Bruce Neswick is associate professor of organ at the Indiana University Jacobs School of Music, having come to that post from the Cathedral of St. John the Divine, New York City, where he served as director of music and conducted the Choir of Girls, Boys and Adults. He is a graduate of Pacific Lutheran University and of the Yale Institute of Sacred Music, and holds Fellow certificates from both the American Guild of Organists and the Royal School of Church Music. His teachers included David Dahl, Margaret Irwin-Brandon, Gerre Hancock, Robert Baker, and Lionel Rogg. A winner of three improvisation competitions (including the Guild’s first National Competition in Organ Improvisation, held at the 1990 national convention in Boston), he is also a published composer of organ and choral music. He has performed and taught at many regional and national conventions of the Guild and is represented by Truckenbrod Concert Artists.

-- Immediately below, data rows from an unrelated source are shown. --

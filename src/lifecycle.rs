//! Card lifecycle: entering → idle → exiting → (removed).
//!
//! DESIGN
//! ======
//! [`Phase::next`] is the pure transition table. [`CardLifecycle`] drives it
//! with timers: a settle timer scheduled at creation promotes the card to
//! `idle`, and a delete request moves it to `exiting` and schedules the exit
//! timer after which the owner hard-deletes the card from the store.
//!
//! Each card has at most one lifecycle timer pending (settle or exit), kept
//! in `pending` so a stale firing can be recognized and ignored.

#[cfg(test)]
#[path = "lifecycle_test.rs"]
mod lifecycle_test;

use std::collections::HashMap;

use serde::{Deserialize, Serialize};
use tracing::debug;

use crate::config::Timings;
use crate::store::{CanvasStore, CardId};
use crate::timers::{Fired, TimerId, TimerKind, Timers};

/// Animation stage of a card.
#[derive(Debug, Clone, Copy, PartialEq, Eq, Hash, Default, Serialize, Deserialize)]
#[serde(rename_all = "lowercase")]
pub enum Phase {
    /// Just printed; painted in its pre-entrance pose.
    #[default]
    Entering,
    /// Settled on the canvas; draggable and raisable.
    Idle,
    /// Playing its departure animation; rejects reposition and raise.
    Exiting,
}

/// Inputs to the phase machine.
#[derive(Debug, Clone, Copy, PartialEq, Eq)]
pub enum LifecycleEvent {
    /// The entrance settle delay elapsed.
    Settled,
    /// The user asked to dismiss the card.
    DeleteRequested,
}

impl Phase {
    /// Phase after `event`, or `None` if the event does not apply.
    #[must_use]
    pub fn next(self, event: LifecycleEvent) -> Option<Phase> {
        match (self, event) {
            (Self::Entering, LifecycleEvent::Settled) => Some(Self::Idle),
            (Self::Entering | Self::Idle, LifecycleEvent::DeleteRequested) => Some(Self::Exiting),
            _ => None,
        }
    }

    #[must_use]
    pub fn as_str(self) -> &'static str {
        match self {
            Self::Entering => "entering",
            Self::Idle => "idle",
            Self::Exiting => "exiting",
        }
    }
}

/// Outcome of a lifecycle timer firing.
#[derive(Debug, Clone, Copy, PartialEq, Eq)]
pub enum LifecycleStep {
    /// The card moved to a new phase.
    Entered(Phase),
    /// The exit animation finished; the owner must purge the card.
    Expired,
}

/// Timer bookkeeping for every live card's phase.
#[derive(Debug, Default)]
pub struct CardLifecycle {
    pending: HashMap<CardId, TimerId>,
}

impl CardLifecycle {
    #[must_use]
    pub fn new() -> Self {
        Self::default()
    }

    /// Start the entrance settle timer for a freshly created card.
    pub fn on_created(&mut self, card: CardId, timers: &mut Timers, timings: &Timings) {
        let id = timers.schedule(card, TimerKind::Settle, timings.enter_settle);
        self.replace_pending(card, id, timers);
    }

    /// Move a card to `exiting` and schedule its removal.
    ///
    /// Returns false without side effects if the card is absent or already
    /// exiting, so repeated requests are harmless.
    pub fn request_delete(
        &mut self,
        card: CardId,
        store: &mut CanvasStore,
        timers: &mut Timers,
        timings: &Timings,
    ) -> bool {
        let Some(current) = store.get(&card).map(|c| c.phase) else {
            return false;
        };
        let Some(next) = current.next(LifecycleEvent::DeleteRequested) else {
            return false;
        };
        store.set_phase(&card, next);
        let id = timers.schedule(card, TimerKind::Exit, timings.exit_animation);
        self.replace_pending(card, id, timers);
        debug!(card_id = %card, from = current.as_str(), "card exiting");
        true
    }

    /// Handle a fired `Settle` or `Exit` timer. Stale firings return `None`.
    pub fn on_timer(&mut self, fired: &Fired, store: &mut CanvasStore) -> Option<LifecycleStep> {
        if self.pending.get(&fired.card) != Some(&fired.id) {
            return None;
        }
        self.pending.remove(&fired.card);

        match fired.kind {
            TimerKind::Settle => {
                let current = store.get(&fired.card)?.phase;
                let next = current.next(LifecycleEvent::Settled)?;
                store.set_phase(&fired.card, next);
                Some(LifecycleStep::Entered(next))
            }
            TimerKind::Exit => Some(LifecycleStep::Expired),
            TimerKind::TypeStart | TimerKind::TypeTick => None,
        }
    }

    /// Drop bookkeeping for a removed card. Its timers are revoked by the owner.
    pub fn forget(&mut self, card: &CardId) {
        self.pending.remove(card);
    }

    /// Drop bookkeeping for every card.
    pub fn forget_all(&mut self) {
        self.pending.clear();
    }

    /// Whether a settle or exit timer is pending for `card`.
    #[must_use]
    pub fn is_pending(&self, card: &CardId) -> bool {
        self.pending.contains_key(card)
    }

    fn replace_pending(&mut self, card: CardId, id: TimerId, timers: &mut Timers) {
        if let Some(previous) = self.pending.insert(card, id) {
            timers.cancel(previous);
        }
    }
}
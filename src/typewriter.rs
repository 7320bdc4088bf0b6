//! Typewriter reveal: one character at a time, with a cue per character.
//!
//! DESIGN
//! ======
//! [`Typewriter`] is the pure reveal machine for one run: an exact prefix of
//! the text that grows by one Unicode scalar per [`Typewriter::step`]. The
//! step that completes the text yields [`Cue::Ding`]; every other step yields
//! [`Cue::Key`].
//!
//! [`TypewriterController`] owns one run per card plus the single timer that
//! drives it. The first character is revealed when the start timer fires (no
//! extra interval wait) with a `key` cue, then one per tick. A one-character
//! text strikes `key` and then rings `ding` on that same start reveal.
//! Rebinding a card to different text cancels the old timer and starts over
//! from the empty prefix; a timer that no longer matches the run's pending
//! handle is ignored.

#[cfg(test)]
#[path = "typewriter_test.rs"]
mod typewriter_test;

use std::collections::HashMap;

use tracing::{debug, trace};

use crate::audio::{AudioCue, Cue};
use crate::config::Timings;
use crate::store::CardId;
use crate::timers::{Fired, TimerId, TimerKind, Timers};

/// Reveal state of one run.
#[derive(Debug, Clone, PartialEq, Eq)]
pub struct Typewriter {
    text: String,
    /// Byte length of the revealed prefix; always on a char boundary.
    revealed: usize,
    revealed_chars: usize,
    complete: bool,
}

impl Typewriter {
    /// A fresh run. Empty text is complete from the start.
    #[must_use]
    pub fn new(text: &str) -> Self {
        Self {
            text: text.to_owned(),
            revealed: 0,
            revealed_chars: 0,
            complete: text.is_empty(),
        }
    }

    /// Reveal one more character.
    ///
    /// Returns the cue to fire, or `None` if the run was already complete.
    pub fn step(&mut self) -> Option<Cue> {
        if self.complete {
            return None;
        }
        let next = self.text[self.revealed..].chars().next()?;
        self.revealed += next.len_utf8();
        self.revealed_chars += 1;
        if self.revealed == self.text.len() {
            self.complete = true;
            Some(Cue::Ding)
        } else {
            Some(Cue::Key)
        }
    }

    #[must_use]
    pub fn text(&self) -> &str {
        &self.text
    }

    /// The currently displayed prefix.
    #[must_use]
    pub fn revealed(&self) -> &str {
        &self.text[..self.revealed]
    }

    /// Length of the displayed prefix in characters.
    #[must_use]
    pub fn revealed_chars(&self) -> usize {
        self.revealed_chars
    }

    #[must_use]
    pub fn is_complete(&self) -> bool {
        self.complete
    }
}

/// Progress reported after a typewriter timer fires.
#[derive(Debug, Clone, Copy, PartialEq, Eq)]
pub struct Reveal {
    pub card: CardId,
    pub chars: usize,
    pub complete: bool,
    pub cue: Cue,
}

#[derive(Debug)]
struct Run {
    machine: Typewriter,
    timer: Option<TimerId>,
}

/// Per-card typewriter runs and their timers.
#[derive(Debug, Default)]
pub struct TypewriterController {
    runs: HashMap<CardId, Run>,
}

impl TypewriterController {
    #[must_use]
    pub fn new() -> Self {
        Self::default()
    }

    /// Bind `card` to `text` and schedule the run.
    ///
    /// Identical text is a no-op. Different text cancels the previous run
    /// (timer included) and starts a new one from the empty prefix. Empty
    /// text completes at once without scheduling anything or firing cues.
    /// Returns whether a new run was started.
    pub fn bind(&mut self, card: CardId, text: &str, timers: &mut Timers, timings: &Timings) -> bool {
        if let Some(run) = self.runs.get(&card) {
            if run.machine.text() == text {
                return false;
            }
        }
        self.cancel(&card, timers);

        let machine = Typewriter::new(text);
        let timer = if machine.is_complete() {
            None
        } else {
            Some(timers.schedule(card, TimerKind::TypeStart, timings.type_start_delay))
        };
        debug!(card_id = %card, chars = text.chars().count(), "typewriter bound");
        self.runs.insert(card, Run { machine, timer });
        true
    }

    /// Handle a fired `TypeStart` or `TypeTick` timer.
    ///
    /// Reveals one character, triggers its cue on `audio`, and schedules the
    /// next tick unless the run just completed. Stale firings return `None`.
    pub fn on_timer(
        &mut self,
        fired: &Fired,
        timers: &mut Timers,
        timings: &Timings,
        audio: &dyn AudioCue,
    ) -> Option<Reveal> {
        let run = self.runs.get_mut(&fired.card)?;
        if run.timer != Some(fired.id) {
            return None;
        }
        run.timer = None;

        let cue = run.machine.step()?;
        // The first character always strikes a key, even when it is also the last.
        if fired.kind == TimerKind::TypeStart && cue == Cue::Ding {
            audio.trigger(Cue::Key);
        }
        audio.trigger(cue);
        if !run.machine.is_complete() {
            run.timer = Some(timers.schedule(fired.card, TimerKind::TypeTick, timings.type_interval));
        }
        trace!(card_id = %fired.card, chars = run.machine.revealed_chars(), cue = cue.as_str(), "revealed");

        Some(Reveal {
            card: fired.card,
            chars: run.machine.revealed_chars(),
            complete: run.machine.is_complete(),
            cue,
        })
    }

    /// Stop a run where it is. The revealed prefix stays visible; no further
    /// characters or cues follow. Returns whether a pending timer was revoked.
    pub fn halt(&mut self, card: &CardId, timers: &mut Timers) -> bool {
        let Some(run) = self.runs.get_mut(card) else {
            return false;
        };
        match run.timer.take() {
            Some(id) => timers.cancel(id),
            None => false,
        }
    }

    /// Cancel a run and drop it entirely.
    pub fn cancel(&mut self, card: &CardId, timers: &mut Timers) {
        if let Some(run) = self.runs.remove(card) {
            if let Some(id) = run.timer {
                timers.cancel(id);
            }
        }
    }

    /// Drop a removed card's run. Its timers are revoked by the owner.
    pub fn forget(&mut self, card: &CardId) {
        self.runs.remove(card);
    }

    /// Drop every run.
    pub fn forget_all(&mut self) {
        self.runs.clear();
    }

    /// Reveal state for `card`.
    #[must_use]
    pub fn view(&self, card: &CardId) -> Option<&Typewriter> {
        self.runs.get(card).map(|run| &run.machine)
    }

    /// Whether `card` still has characters scheduled to appear.
    #[must_use]
    pub fn is_running(&self, card: &CardId) -> bool {
        self.runs.get(card).is_some_and(|run| run.timer.is_some())
    }
}
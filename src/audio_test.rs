use std::cell::Cell;

use super::*;

#[test]
fn cue_names() {
    assert_eq!(Cue::Key.as_str(), "key");
    assert_eq!(Cue::Ding.as_str(), "ding");
}

#[test]
fn cue_serde_lowercase() {
    assert_eq!(serde_json::to_string(&Cue::Ding).unwrap(), "\"ding\"");
    let back: Cue = serde_json::from_str("\"key\"").unwrap();
    assert_eq!(back, Cue::Key);
}

#[test]
fn cue_log_records_in_order() {
    let log = CueLog::new();
    log.trigger(Cue::Key);
    log.trigger(Cue::Key);
    log.trigger(Cue::Ding);
    assert_eq!(log.cues(), vec![Cue::Key, Cue::Key, Cue::Ding]);
    assert_eq!(log.count(Cue::Key), 2);
    assert_eq!(log.count(Cue::Ding), 1);
    assert_eq!(log.len(), 3);
}

#[test]
fn cue_log_clones_share_storage() {
    let log = CueLog::new();
    let handle = log.clone();
    handle.trigger(Cue::Ding);
    assert_eq!(log.cues(), vec![Cue::Ding]);
}

#[test]
fn cue_log_starts_empty() {
    assert!(CueLog::new().is_empty());
}

#[test]
fn closures_are_sinks() {
    let hits = Cell::new(0);
    let sink = |_cue: Cue| hits.set(hits.get() + 1);
    sink.trigger(Cue::Key);
    sink.trigger(Cue::Ding);
    assert_eq!(hits.get(), 2);
}

#[test]
fn silent_accepts_everything() {
    Silent.trigger(Cue::Key);
    Silent.trigger(Cue::Ding);
}
#[cfg(test)]
#[path = "geometry_test.rs"]
mod geometry_test;

use std::ops::{Add, Sub};

use serde::{Deserialize, Serialize};

/// A point in canvas space (CSS pixels, origin at the top-left).
#[derive(Debug, Clone, Copy, PartialEq, Default, Serialize, Deserialize)]
pub struct Point {
    pub x: f64,
    pub y: f64,
}

impl Point {
    #[must_use]
    pub fn new(x: f64, y: f64) -> Self {
        Self { x, y }
    }
}

impl Add for Point {
    type Output = Point;

    fn add(self, rhs: Point) -> Point {
        Point { x: self.x + rhs.x, y: self.y + rhs.y }
    }
}

impl Sub for Point {
    type Output = Point;

    fn sub(self, rhs: Point) -> Point {
        Point { x: self.x - rhs.x, y: self.y - rhs.y }
    }
}
//! Card model and the in-memory canvas store.
//!
//! `CanvasStore` is the only owner of cards. It inserts and removes them,
//! hands out z-index values from a single monotonic counter, and notifies
//! subscribers after every applied mutation. Iteration order is insertion
//! order; renderers that need paint order call [`CanvasStore::paint_order`].
//!
//! Operations naming a card that is missing, or one that is already
//! `exiting`, are silent no-ops: a drag or typewriter callback racing a
//! deletion is expected, not an error.

#[cfg(test)]
#[path = "store_test.rs"]
mod store_test;

use std::fmt;
use std::str::FromStr;

use rand::rngs::StdRng;
use rand::{Rng, SeedableRng};
use serde::{Deserialize, Serialize};
use time::OffsetDateTime;
use time::macros::format_description;
use tracing::debug;
use uuid::Uuid;

use crate::config::SpawnConfig;
use crate::consts::{
    SPAWN_MIN_Y, SPAWN_OFFSET_X, SPAWN_OFFSET_Y, WELCOME_MIN_X, WELCOME_MIN_Y, WELCOME_OFFSET_X, WELCOME_OFFSET_Y,
    WELCOME_ROTATION_DEG, Z_INDEX_BASE,
};
use crate::geometry::Point;
use crate::lifecycle::Phase;

/// Unique identifier for a card.
pub type CardId = Uuid;

/// Paper color of a card.
#[derive(Debug, Clone, Copy, PartialEq, Eq, Hash, Default, Serialize, Deserialize)]
#[serde(rename_all = "lowercase")]
pub enum ColorTag {
    #[default]
    White,
    Yellow,
    Green,
    Pink,
}

impl ColorTag {
    pub const ALL: [ColorTag; 4] = [Self::White, Self::Yellow, Self::Green, Self::Pink];

    #[must_use]
    pub fn as_str(self) -> &'static str {
        match self {
            Self::White => "white",
            Self::Yellow => "yellow",
            Self::Green => "green",
            Self::Pink => "pink",
        }
    }
}

impl fmt::Display for ColorTag {
    fn fmt(&self, f: &mut fmt::Formatter<'_>) -> fmt::Result {
        f.write_str(self.as_str())
    }
}

#[derive(Debug, thiserror::Error, PartialEq, Eq)]
#[error("unknown paper color: {0:?} (expected white, yellow, green or pink)")]
pub struct ParseColorError(pub String);

impl FromStr for ColorTag {
    type Err = ParseColorError;

    fn from_str(s: &str) -> Result<Self, Self::Err> {
        match s.trim().to_ascii_lowercase().as_str() {
            "white" => Ok(Self::White),
            "yellow" => Ok(Self::Yellow),
            "green" => Ok(Self::Green),
            "pink" => Ok(Self::Pink),
            _ => Err(ParseColorError(s.to_owned())),
        }
    }
}

/// One printed message.
#[derive(Debug, Clone, PartialEq, Serialize, Deserialize)]
pub struct Card {
    pub id: CardId,
    /// Message content. Never changes after creation.
    pub full_text: String,
    /// Display timestamp (`HH:MM`) taken at creation.
    pub created_at: String,
    /// Top-left corner in canvas coordinates. Not clamped to the viewport.
    pub position: Point,
    /// Paint order; higher values are drawn above lower ones.
    pub z_index: i64,
    /// Tilt in degrees, fixed at creation.
    pub rotation: f64,
    pub color: ColorTag,
    pub phase: Phase,
}

impl Card {
    /// Serial label printed on the card header, e.g. `MOTO-FIX-14`.
    #[must_use]
    pub fn label(&self) -> String {
        let hour = self.created_at.split(':').next().unwrap_or_default();
        format!("MOTO-FIX-{hour}")
    }

    /// Whether the card still accepts reposition and raise.
    #[must_use]
    pub fn is_interactive(&self) -> bool {
        self.phase != Phase::Exiting
    }
}

/// Handle returned by [`CanvasStore::subscribe`].
#[derive(Debug, Clone, Copy, PartialEq, Eq, Hash)]
pub struct SubscriptionId(u64);

type Subscriber = Box<dyn FnMut(&[Card])>;

/// In-memory store of cards.
pub struct CanvasStore {
    cards: Vec<Card>,
    max_z: i64,
    spawn: SpawnConfig,
    rng: StdRng,
    subscribers: Vec<(SubscriptionId, Subscriber)>,
    next_subscription: u64,
}

impl CanvasStore {
    /// Create an empty store with the given spawn placement.
    #[must_use]
    pub fn new(spawn: SpawnConfig) -> Self {
        let rng = match spawn.seed {
            Some(seed) => StdRng::seed_from_u64(seed),
            None => StdRng::from_os_rng(),
        };
        Self {
            cards: Vec::new(),
            max_z: Z_INDEX_BASE,
            spawn,
            rng,
            subscribers: Vec::new(),
            next_subscription: 0,
        }
    }

    // --- Mutations ---

    /// Print a new card near the spawn point. Never fails; empty text is allowed.
    pub fn create(&mut self, text: &str, color: ColorTag) -> CardId {
        let position = self.spawn_position();
        let rotation = symmetric(&mut self.rng, self.spawn.max_rotation);
        self.insert_new(text, color, position, rotation)
    }

    /// Seed the welcome card at its fixed placement.
    pub fn create_welcome(&mut self, text: &str) -> CardId {
        let position = Point::new(
            (self.spawn.viewport_width / 2.0 - WELCOME_OFFSET_X).max(WELCOME_MIN_X),
            (self.spawn.viewport_height / 3.0 - WELCOME_OFFSET_Y).max(WELCOME_MIN_Y),
        );
        self.insert_new(text, ColorTag::Yellow, position, WELCOME_ROTATION_DEG)
    }

    /// Move a card. Returns false (and changes nothing) if the card is absent or exiting.
    pub fn reposition(&mut self, id: &CardId, position: Point) -> bool {
        let Some(card) = self.interactive_mut(id) else {
            return false;
        };
        card.position = position;
        self.notify();
        true
    }

    /// Give a card the next z-index. Returns false if the card is absent or exiting.
    ///
    /// The counter advances on every applied call, even when the card is
    /// already on top.
    pub fn raise(&mut self, id: &CardId) -> bool {
        let z = self.max_z + 1;
        let Some(card) = self.interactive_mut(id) else {
            return false;
        };
        card.z_index = z;
        self.max_z = z;
        self.notify();
        true
    }

    /// Remove a card immediately, returning it if it was present.
    pub fn delete(&mut self, id: &CardId) -> Option<Card> {
        let idx = self.cards.iter().position(|c| c.id == *id)?;
        let card = self.cards.remove(idx);
        debug!(card_id = %card.id, remaining = self.cards.len(), "card removed");
        self.notify();
        Some(card)
    }

    /// Remove every card immediately, returning their ids in insertion order.
    pub fn clear(&mut self) -> Vec<CardId> {
        if self.cards.is_empty() {
            return Vec::new();
        }
        let ids: Vec<CardId> = self.cards.drain(..).map(|c| c.id).collect();
        self.notify();
        ids
    }

    /// Set a card's phase. Returns false if the card is absent or already in `phase`.
    pub(crate) fn set_phase(&mut self, id: &CardId, phase: Phase) -> bool {
        let Some(card) = self.cards.iter_mut().find(|c| c.id == *id) else {
            return false;
        };
        if card.phase == phase {
            return false;
        }
        card.phase = phase;
        self.notify();
        true
    }

    /// Move the spawn reference point for cards created from now on.
    pub fn set_viewport(&mut self, width: f64, height: f64) {
        self.spawn.viewport_width = width;
        self.spawn.viewport_height = height;
    }

    // --- Subscriptions ---

    /// Register a callback that receives the full collection after every applied mutation.
    pub fn subscribe<F>(&mut self, f: F) -> SubscriptionId
    where
        F: FnMut(&[Card]) + 'static,
    {
        let id = SubscriptionId(self.next_subscription);
        self.next_subscription += 1;
        self.subscribers.push((id, Box::new(f)));
        id
    }

    /// Drop a subscription. Returns false if it was not registered.
    pub fn unsubscribe(&mut self, id: SubscriptionId) -> bool {
        let before = self.subscribers.len();
        self.subscribers.retain(|(sid, _)| *sid != id);
        self.subscribers.len() != before
    }

    // --- Queries ---

    #[must_use]
    pub fn get(&self, id: &CardId) -> Option<&Card> {
        self.cards.iter().find(|c| c.id == *id)
    }

    /// All cards in insertion order.
    #[must_use]
    pub fn cards(&self) -> &[Card] {
        &self.cards
    }

    /// All cards sorted by `z_index` for draw order (bottom first).
    #[must_use]
    pub fn paint_order(&self) -> Vec<&Card> {
        let mut cards: Vec<&Card> = self.cards.iter().collect();
        cards.sort_by_key(|c| c.z_index);
        cards
    }

    /// The card painted on top, if any.
    #[must_use]
    pub fn top(&self) -> Option<&Card> {
        self.cards.iter().max_by_key(|c| c.z_index)
    }

    /// Highest z-index handed out so far.
    #[must_use]
    pub fn max_z(&self) -> i64 {
        self.max_z
    }

    #[must_use]
    pub fn spawn(&self) -> &SpawnConfig {
        &self.spawn
    }

    #[must_use]
    pub fn len(&self) -> usize {
        self.cards.len()
    }

    #[must_use]
    pub fn is_empty(&self) -> bool {
        self.cards.is_empty()
    }

    // --- Internals ---

    fn insert_new(&mut self, text: &str, color: ColorTag, position: Point, rotation: f64) -> CardId {
        let id = self.fresh_id();
        let z_index = self.next_z();
        self.cards.push(Card {
            id,
            full_text: text.to_owned(),
            created_at: stamp_now(),
            position,
            z_index,
            rotation,
            color,
            phase: Phase::Entering,
        });
        debug!(card_id = %id, %color, z_index, chars = text.chars().count(), "card created");
        self.notify();
        id
    }

    fn fresh_id(&mut self) -> CardId {
        loop {
            let id = uuid::Builder::from_random_bytes(self.rng.random()).into_uuid();
            if self.get(&id).is_none() {
                return id;
            }
        }
    }

    fn next_z(&mut self) -> i64 {
        self.max_z += 1;
        self.max_z
    }

    fn spawn_position(&mut self) -> Point {
        let jitter = self.spawn.jitter;
        let x = self.spawn.viewport_width / 2.0 - SPAWN_OFFSET_X + symmetric(&mut self.rng, jitter);
        let y = self.spawn.viewport_height / 2.0 - SPAWN_OFFSET_Y + symmetric(&mut self.rng, jitter);
        Point::new(x, y.max(SPAWN_MIN_Y))
    }

    fn interactive_mut(&mut self, id: &CardId) -> Option<&mut Card> {
        self.cards.iter_mut().find(|c| c.id == *id && c.is_interactive())
    }

    fn notify(&mut self) {
        for (_, subscriber) in &mut self.subscribers {
            subscriber(&self.cards);
        }
    }
}

impl Default for CanvasStore {
    fn default() -> Self {
        Self::new(SpawnConfig::default())
    }
}

/// Uniform sample in `[-half, half)`, or zero when the range is empty.
fn symmetric(rng: &mut StdRng, half: f64) -> f64 {
    if half.is_finite() && half > 0.0 { rng.random_range(-half..half) } else { 0.0 }
}

fn stamp_now() -> String {
    let now = OffsetDateTime::now_local().unwrap_or_else(|_| OffsetDateTime::now_utc());
    now.format(format_description!("[hour]:[minute]"))
        .unwrap_or_default()
}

The Clavichord: The Organ Teacher You Wish You Had

The Clavichord: The Organ Teacher You Wish You Had

This workshop generously sponsored by the Greater Hartford Chapter of the AGO

Bach’s first biographer, Johann Nikolaus Forkel, claimed the clavichord was Bach’s favorite keyboard instrument. Certainly his sons Carl Philipp Emanuel and Wilhelm Friedemann were well-trained on the instrument, and composed extensively for it. It is an ideal practice instrument, a revelatory teaching instrument, and an exquisite performance instrument. This workshop, in the format of a lecture-recital, demonstrates the versatility of the clavichord, using an instrument of two manuals and pedal. The program features organ works, including Bach’s Trio Sonatas, works of the generation after Bach, and yes, even the Widor Toccata.

Henry Lebedinsky

Henry Lebedinsky

Henry Lebedinsky performs on historical keyboards across the United States and the United Kingdom. He currently plays with Consortium Carissimi, The Minnesota Bach Ensemble, The Vivaldi Project (Washington, D.C.), Quince (Boston), and Ensemble Vermillian (Berkeley), and directs the period instrument ensemble The Seicento String Band. He has also performed with The Charlotte Symphony, The Oratorio Society of Minnesota, Seraphic Fire and the Firebird Chamber Orchestra, Boston Revels, and the Harvard Baroque Orchestra. He is the founder of the Music @ St. Alban’s concert series in Davidson, North Carolina, and served as interim artistic director of Charlotte Chamber Music, Inc. and director of Rochester’s The Publick Musick. His sacred music is published by Carus-Verlag Stuttgart. He holds degrees from Bowdoin College and the Longy School of Music. He serves as music minister at St. John in the Wilderness Episcopal Church and directs the WaterMusic Concert Series.

Christa Rakich

Christa Rakich

Concert and recording artist Christa Rakich directs the music program at St. Mark the Evangelist Church in West Hartford. She is also artist-in-residence at the Congregational Church of Somers, Connecticut, home to a new organ by Richards-Fowkes. She has served on the faculties of New England Conservatory, Westminster Choir College, Brandeis University, and the University of Connecticut, and as assistant university organist at The Memorial Church, Harvard University. With keyboardist Peter Sykes, she performed a complete cycle of Bach’s keyboard works in a series of thirty-four concerts between 2003 and 2005, aptly named Tuesdays With Sebastian. The concerts raised a total of $20,000 for Boston-area charities. The series repeats in 2013–2015. With keyboardist Susan Ferré, Ms. Rakich is a founding performer of the Big Moose Bach Festival in Berlin, New Hampshire. Her recordings include Bach’s Clavierübung, Part III, Leipzig Chorales, and Trio Sonatas.